Though there might be more Funko toys announced, these are the last of the exclusives for Comic-Con to be revealed. Remember, there will be no pre-buy option this year. If you see any merchandise that you want, then you need to buy them at the booth while supplies last.
Without further hullabaloo, here’s the last of the reveals:
What ever happened if the Man-of-Steel fought against the Dark Knight? With this Batman v Superman 2-pack, you can play-out this epic fight of fights for yourself. Maybe Batman’s batarang is made of kryptonite?
Still reeling over the series end of Breaking Bad? Well this Blue Crystal Heisenberg (funny I know) will keep your withdrawals at bay. Just don’t upset the guy. He looks a little trigger happy.
Steering away from the toy merchandise, Funko will also be selling the wearable variety.

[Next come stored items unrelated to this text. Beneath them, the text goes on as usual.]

//! Circuit breaker guarding the market-data provider.
//!
//! Repeated failures (or a single HTTP 403) open the breaker; every request is
//! refused until the cooldown runs out.

use std::sync::{Mutex, MutexGuard, PoisonError};
use std::time::{Duration, Instant};

#[derive(Debug, Clone, Copy, PartialEq, Eq)]
enum State {
    Closed { failures: u32 },
    Open { since: Instant },
}

#[derive(Debug)]
pub struct CircuitBreaker {
    state: Mutex<State>,
    cooldown: Duration,
    threshold: u32,
}

impl CircuitBreaker {
    pub fn new(cooldown: Duration, threshold: u32) -> Self {
        Self {
            state: Mutex::new(State::Closed { failures: 0 }),
            cooldown,
            threshold: threshold.max(1),
        }
    }

    /// 30-minute cooldown after 3 consecutive failures.
    pub fn for_provider() -> Self {
        Self::new(Duration::from_secs(30 * 60), 3)
    }

    fn lock(&self) -> MutexGuard<'_, State> {
        self.state.lock().unwrap_or_else(PoisonError::into_inner)
    }

    /// Whether a request may go out now. Closes the breaker once the cooldown
    /// has elapsed.
    pub fn is_allowed(&self) -> bool {
        let mut state = self.lock();
        match *state {
            State::Closed { .. } => true,
            State::Open { since } if since.elapsed() >= self.cooldown => {
                *state = State::Closed { failures: 0 };
                true
            }
            State::Open { .. } => false,
        }
    }

    pub fn record_success(&self) {
        let mut state = self.lock();
        if let State::Closed { failures } = &mut *state {
            *failures = 0;
        }
    }

    pub fn record_failure(&self) {
        let mut state = self.lock();
        if let State::Closed { failures } = *state {
            let failures = failures + 1;
            *state = if failures >= self.threshold {
                tracing::warn!(failures, "circuit breaker opened");
                State::Open {
                    since: Instant::now(),
                }
            } else {
                State::Closed { failures }
            };
        }
    }

    /// Open immediately (provider blocked us).
    pub fn trip(&self) {
        tracing::warn!("circuit breaker tripped");
        *self.lock() = State::Open {
            since: Instant::now(),
        };
    }

    pub fn remaining_cooldown(&self) -> Duration {
        match *self.lock() {
            State::Closed { .. } => Duration::ZERO,
            State::Open { since } => self.cooldown.saturating_sub(since.elapsed()),
        }
    }
}

#[cfg(test)]
mod tests {
    use super::*;

    #[test]
    fn opens_after_threshold() {
        let cb = CircuitBreaker::new(Duration::from_secs(60), 3);
        cb.record_failure();
        cb.record_failure();
        assert!(cb.is_allowed());
        cb.record_failure();
        assert!(!cb.is_allowed());
        assert!(cb.remaining_cooldown() > Duration::ZERO);
    }

    #[test]
    fn success_clears_failures() {
        let cb = CircuitBreaker::new(Duration::from_secs(60), 2);
        cb.record_failure();
        cb.record_success();
        cb.record_failure();
        assert!(cb.is_allowed());
    }

    #[test]
    fn trip_then_cooldown() {
        let cb = CircuitBreaker::new(Duration::from_millis(10), 3);
        cb.trip();
        assert!(!cb.is_allowed());
        std::thread::sleep(Duration::from_millis(15));
        assert!(cb.is_allowed());
        assert_eq!(cb.remaining_cooldown(), Duration::ZERO);
    }
}
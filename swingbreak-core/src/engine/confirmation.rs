//! Confirmation state machine.
//!
//! A valid break opens a [`PendingCase`]. Each later bar is fed through
//! [`step`], which either keeps the case pending, invalidates it, or confirms
//! it. [`replay`] folds `step` over a bar range and is the only way the
//! detector advances a case, live or retroactive, so both paths apply the
//! same predicates in the same order.
//!
//! Two variants share the machine:
//! - `NoRetest`: WAVE → confirm when a bar closes beyond the wave-1 extreme.
//! - `WaveRetest`: WAVE (mini-wave counting) → RETEST → confirm when price
//!   returns to the break level.

use serde::{Deserialize, Serialize};

use crate::domain::{Bar, Direction};

/// Which confirmation sequence a case follows.
#[derive(Debug, Clone, Copy, PartialEq, Eq, Default, Serialize, Deserialize)]
#[serde(rename_all = "snake_case")]
pub enum Variant {
    /// Two phases: WAVE, then confirm on a close beyond wave 1.
    #[default]
    NoRetest,
    /// Three phases: WAVE, RETEST, then confirm on a touch of the break level.
    WaveRetest,
}

#[derive(Debug, Clone, Copy, PartialEq, Eq, Serialize, Deserialize)]
#[serde(rename_all = "SCREAMING_SNAKE_CASE")]
pub enum Phase {
    Wave,
    Retest,
}

/// Why a pending case was discarded.
#[derive(Debug, Clone, Copy, PartialEq, Eq)]
pub enum Invalidation {
    /// Price touched the stop anchor.
    StopTouched,
    /// Price came back to the break level before confirming (`NoRetest` only).
    BreakLevelLost,
}

/// Result of the wave-1 scan that follows a break.
#[derive(Debug, Clone, Copy, PartialEq)]
pub struct Wave1 {
    /// Highest high (BUY) / lowest low (SELL) of the impulse wave.
    pub extreme: f64,
    /// Worst opposite excursion seen during the wave.
    pub floor: f64,
    /// First bar after the crossing that closed against the break direction.
    /// `None` when the wave is still running at the scan's end.
    pub end_index: Option<usize>,
}

/// Locate wave 1 between `from` and `to` (inclusive).
///
/// The wave starts at the first bar closing beyond `level` and runs until the
/// first bar closing the other way; that reversing bar still contributes its
/// extremes. Returns `None` when no bar closes beyond `level`.
pub fn locate_wave1(
    bars: &[Bar],
    from: usize,
    to: usize,
    level: f64,
    direction: Direction,
) -> Option<Wave1> {
    let mut wave: Option<Wave1> = None;
    for (j, bar) in bars.iter().enumerate().take(to + 1).skip(from) {
        match wave.as_mut() {
            None => {
                if closes_beyond(direction, bar, level) {
                    wave = Some(Wave1 {
                        extreme: favourable(direction, bar),
                        floor: adverse(direction, bar),
                        end_index: None,
                    });
                }
            }
            Some(w) => {
                w.extreme = further(direction, w.extreme, favourable(direction, bar));
                w.floor = further(direction.opposite(), w.floor, adverse(direction, bar));
                if closes_against(direction, bar) {
                    w.end_index = Some(j);
                    break;
                }
            }
        }
    }
    wave
}

/// Mini-wave bookkeeping for `WaveRetest`.
///
/// A with-trend bar (bullish for BUY, bearish for SELL) starts or extends a
/// wave; the first counter-trend bar ends it and still contributes its
/// extreme.
#[derive(Debug, Clone, Copy, Default, PartialEq, Serialize, Deserialize)]
pub struct WaveCounter {
    pub completed: usize,
    pub wave1: Option<f64>,
    pub wave2: Option<f64>,
    in_wave: bool,
    current: Option<f64>,
}

impl WaveCounter {
    /// Feed one bar. Returns the extreme of a wave that ended on this bar.
    pub fn push(&mut self, direction: Direction, bar: &Bar) -> Option<f64> {
        let price = favourable(direction, bar);
        let with_trend = match direction {
            Direction::Buy => bar.is_bullish(),
            Direction::Sell => bar.is_bearish(),
        };

        if with_trend {
            self.current = Some(match (self.in_wave, self.current) {
                (true, Some(c)) => further(direction, c, price),
                _ => price,
            });
            self.in_wave = true;
            return None;
        }

        if !self.in_wave {
            return None;
        }
        let done = self.current.map_or(price, |c| further(direction, c, price));
        self.completed += 1;
        if self.completed == 1 {
            self.wave1 = Some(done);
        } else {
            self.wave2 = Some(done);
        }
        self.in_wave = false;
        self.current = None;
        Some(done)
    }
}

/// In-flight state of one directional setup.
#[derive(Debug, Clone, Copy, PartialEq, Serialize, Deserialize)]
pub struct PendingCase {
    pub variant: Variant,
    pub direction: Direction,
    pub phase: Phase,
    /// Entry level: the broken swing (`sh0` for BUY, `sl0` for SELL).
    pub break_point: f64,
    /// Opposite-side swing snapshot taken at break time.
    pub stop_anchor: f64,
    /// Bar index of the broken swing.
    pub break_index: usize,
    pub wave1_extreme: f64,
    /// Worst adverse excursion since the break.
    pub running_trough: f64,
    pub waves: WaveCounter,
    pub wave_confirm_index: Option<usize>,
}

impl PendingCase {
    pub fn open(
        variant: Variant,
        direction: Direction,
        break_point: f64,
        stop_anchor: f64,
        break_index: usize,
        wave1: &Wave1,
    ) -> Self {
        Self {
            variant,
            direction,
            phase: Phase::Wave,
            break_point,
            stop_anchor,
            break_index,
            wave1_extreme: wave1.extreme,
            running_trough: wave1.floor,
            waves: WaveCounter::default(),
            wave_confirm_index: None,
        }
    }

    /// A fresh same-direction break may not replace a case already waiting
    /// for its retest.
    pub fn blocks(&self, incoming: Direction) -> bool {
        self.phase == Phase::Retest && self.direction == incoming
    }
}

/// A case that confirmed on `bar_index`.
#[derive(Debug, Clone, Copy, PartialEq)]
pub struct Confirmation {
    pub case: PendingCase,
    pub bar_index: usize,
    pub bar_high: f64,
    pub bar_low: f64,
}

#[derive(Debug, Clone, Copy, PartialEq)]
pub enum Step {
    Pending(PendingCase),
    Invalidated(Invalidation),
    Confirmed(Confirmation),
}

/// Advance a case by one bar.
pub fn step(mut case: PendingCase, bar: &Bar, bar_index: usize) -> Step {
    let dir = case.direction;
    let confirmed = |case: PendingCase| {
        Step::Confirmed(Confirmation {
            case,
            bar_index,
            bar_high: bar.high,
            bar_low: bar.low,
        })
    };

    case.running_trough = further(dir.opposite(), case.running_trough, adverse(dir, bar));

    match (case.variant, case.phase) {
        (Variant::NoRetest, _) => {
            if touches(dir, bar, case.stop_anchor) {
                Step::Invalidated(Invalidation::StopTouched)
            } else if touches(dir, bar, case.break_point) {
                Step::Invalidated(Invalidation::BreakLevelLost)
            } else if closes_beyond(dir, bar, case.wave1_extreme) {
                confirmed(case)
            } else {
                Step::Pending(case)
            }
        }
        (Variant::WaveRetest, Phase::Retest) => {
            if touches(dir, bar, case.stop_anchor) {
                Step::Invalidated(Invalidation::StopTouched)
            } else if touches(dir, bar, case.break_point) {
                confirmed(case)
            } else {
                Step::Pending(case)
            }
        }
        (Variant::WaveRetest, Phase::Wave) => {
            if touches(dir, bar, case.stop_anchor) {
                return Step::Invalidated(Invalidation::StopTouched);
            }
            if case.waves.push(dir, bar).is_some() && case.waves.completed >= 2 {
                if let (Some(w1), Some(w2)) = (case.waves.wave1, case.waves.wave2) {
                    if beyond(dir, w2, w1) && beyond(dir, w2, case.break_point) {
                        case.phase = Phase::Retest;
                        case.wave_confirm_index = Some(bar_index);
                    }
                }
            }
            Step::Pending(case)
        }
    }
}

/// Fold [`step`] over `from..=to`.
///
/// Returns the confirmation, if one fired, and the case still pending after
/// the range (`None` once it confirmed or was invalidated). An empty range
/// returns the case unchanged.
pub fn replay(
    bars: &[Bar],
    from: usize,
    to: usize,
    initial: PendingCase,
) -> (Option<Confirmation>, Option<PendingCase>) {
    let mut case = initial;
    for (i, bar) in bars.iter().enumerate().take(to + 1).skip(from) {
        match step(case, bar, i) {
            Step::Pending(next) => case = next,
            Step::Invalidated(reason) => {
                tracing::trace!(bar = i, ?reason, direction = %case.direction, "case invalidated");
                return (None, None);
            }
            Step::Confirmed(c) => return (Some(c), None),
        }
    }
    (None, Some(case))
}

// ─── Direction-aware price helpers ──────────────────────────────────

fn favourable(direction: Direction, bar: &Bar) -> f64 {
    match direction {
        Direction::Buy => bar.high,
        Direction::Sell => bar.low,
    }
}

fn adverse(direction: Direction, bar: &Bar) -> f64 {
    match direction {
        Direction::Buy => bar.low,
        Direction::Sell => bar.high,
    }
}

/// The more extreme of two prices in `direction` (max for BUY, min for SELL).
fn further(direction: Direction, a: f64, b: f64) -> f64 {
    match direction {
        Direction::Buy => a.max(b),
        Direction::Sell => a.min(b),
    }
}

fn beyond(direction: Direction, price: f64, level: f64) -> bool {
    (price - level) * direction.sign() > 0.0
}

/// The bar reached back to `level` against the trade direction.
pub(crate) fn touches(direction: Direction, bar: &Bar, level: f64) -> bool {
    match direction {
        Direction::Buy => bar.low <= level,
        Direction::Sell => bar.high >= level,
    }
}

/// The bar reached `level` in the trade direction.
pub(crate) fn reaches(direction: Direction, bar: &Bar, level: f64) -> bool {
    match direction {
        Direction::Buy => bar.high >= level,
        Direction::Sell => bar.low <= level,
    }
}

fn closes_beyond(direction: Direction, bar: &Bar, level: f64) -> bool {
    beyond(direction, bar.close, level)
}

fn closes_against(direction: Direction, bar: &Bar) -> bool {
    match direction {
        Direction::Buy => bar.is_bearish(),
        Direction::Sell => bar.close > bar.open,
    }
}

These shirts feature some of their best selling figures. Much like their POP! toys, these tees are displayed in fun colorful boxes.
Paying homage to the company’s mascot, this Freddy Funko tee has been made exclusively for San Diego Comic-Con. See Freddy in all of his splendor as he walks around the convention with collectibles, admittance badge, and light saber in hand.
All hail Disco Skeletor! This Masters of the Universe villain in his variant colors demands respect as he attempts to once and for all conquer Castle Grayskull.
For you “old-school” types, this Freddy Funko 8-Bit Pixelated tee will be the perfect fit. Whether he’s on his way to rescue a princess, or jump on top of baddys’ heads, he’s sure to be super.
Is there anything worse than burnt marshmallows? A gigantic Burnt Stay Puft marshmallow man, of course! Instead of having to clean this traveler off of every surface, best to stick to this shirt.
Teenage Mutant Ninja Turtles Skyline Group tee shows the sewer-dwelling crime fighters on top of two buildings.
And last on our exclusives list, this Black Widow Shield tee flies onto the scene. Unfortunately for her male fans, this shirt is only available in women’s sizes. Though I’m sure this will not stop some fellas.
Thanks for faithfully tuning in everybody for these Funko updates everybody. I can’t wait to see all of you at Comic-Con ’15!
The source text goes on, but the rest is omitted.